En octobre 2021, l’émirat organise les premières élections au suffrage universel de son Parlement, le Majlis Al-Choura, qui peut voter le budget, proposer des lois et même démettre les ministres. Ce scrutin est toutefois très encadré : non seulement le souverain nomme encore un tiers des députés, mais le corps électoral a été restreint aux seuls Qataris pouvant justifier que leur famille était présente dans le pays avant 1930 ; la mesure exclut nombre d’immigrants naturalisés, mais aussi l’importante tribu semi-nomade des Al-Murra, jugée trop favorable aux intérêts saoudiens et émiratis[1]. En décembre, la normalisation des relations avec Riyad se traduit par la visite officielle du prince héritier saoudien à Doha. Le Qatar se rapproche également de l’Égypte ainsi que des États-Unis, alors que l’Arabie saoudite et les Émirats arabes unis s’en éloignent quelque peu, en particulier lors de la crise internationale provoquée par l’invasion russe de l’Ukraine.
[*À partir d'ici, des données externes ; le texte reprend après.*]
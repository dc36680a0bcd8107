//! This file is the root of the `meterline` Rust crate.
//!
//! Its responsibilities are strictly limited to:
//! 1.  Declaring all the top-level modules of our library (`pipeline`, `state`, etc.)
//!     so the Rust compiler knows they exist.
//! 2.  Re-exporting the types an embedder needs to drive a pipeline.
//! 3.  Defining the `#[pymodule]` entry point when built with the `python` feature.

//==================================================================================
// 0. Constants
//==================================================================================
/// The crate version, automatically set from Cargo.toml at compile time.
pub const VERSION: &str = env!("CARGO_PKG_VERSION");

//==================================================================================
// 1. Module Declarations
//==================================================================================
#[doc(hidden)]
pub use log as __log;

#[macro_use]
pub mod observability; // Make macros available throughout the crate

pub mod bridge;
pub mod components;
pub mod config;
pub mod error;
pub mod pipeline;
pub mod state;

#[cfg(feature = "python")]
mod ffi;

//==================================================================================
// 2. Public Surface
//==================================================================================
pub use bridge::{InstanceStatus, Wrapper};
pub use config::{HostEnvironment, LoggingSettings, ManagerSettings};
pub use error::{ComponentError, MeterlineError};
pub use pipeline::{Blueprint, Manager, Module, Record, Stage, StageContext};
pub use state::{Phase, StateHandle};

//==================================================================================
// 3. Python Module Definition
//==================================================================================
#[cfg(feature = "python")]
use pyo3::prelude::*;

/// The `meterline` Python module.
#[cfg(feature = "python")]
#[pymodule]
fn meterline(m: &Bound<'_, PyModule>) -> PyResult<()> {
    // --- Classes ---
    m.add_class::<ffi::python::PyPipelineService>()?;

    // --- Expose the custom error type ---
    m.add(
        "MeterlineError",
        m.py().get_type_bound::<pyo3::exceptions::PyValueError>(),
    )?;

    // --- Expose version string as a module attribute ---
    m.add("__version__", VERSION)?;

    // --- Logging ---
    m.add_function(wrap_pyfunction!(ffi::python::enable_verbose_logging_py, m)?)?;

    Ok(())
}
Un an plus tard, alors que s’achève la Coupe du monde de football organisée sur son sol, le Qatar est accusé d’avoir acheté plusieurs députés du Parlement européen, dont sa vice-présidente grecque : de l’argent leur aurait été versé pour défendre l’image de l’émirat, accusé notamment d’avoir négligé la sécurité des travailleurs immigrés chargés de construire ses stades. Mais l’affaire n’entache en rien le crédit diplomatique de l’émirat, qui joue les intermédiaires entre le Hamas et Israël, et même entre le Venezuela et les États-Unis. En décembre 2023, ces derniers obtiennent – en toute discrétion – le droit d’utiliser dix ans de plus l’importante base d’Al Udeid, construite en 1996.

[1] Trois de ses membres, qui avaient trop contesté cette exclusion, sont condamnés à la prison à perpétuité en mai 2022.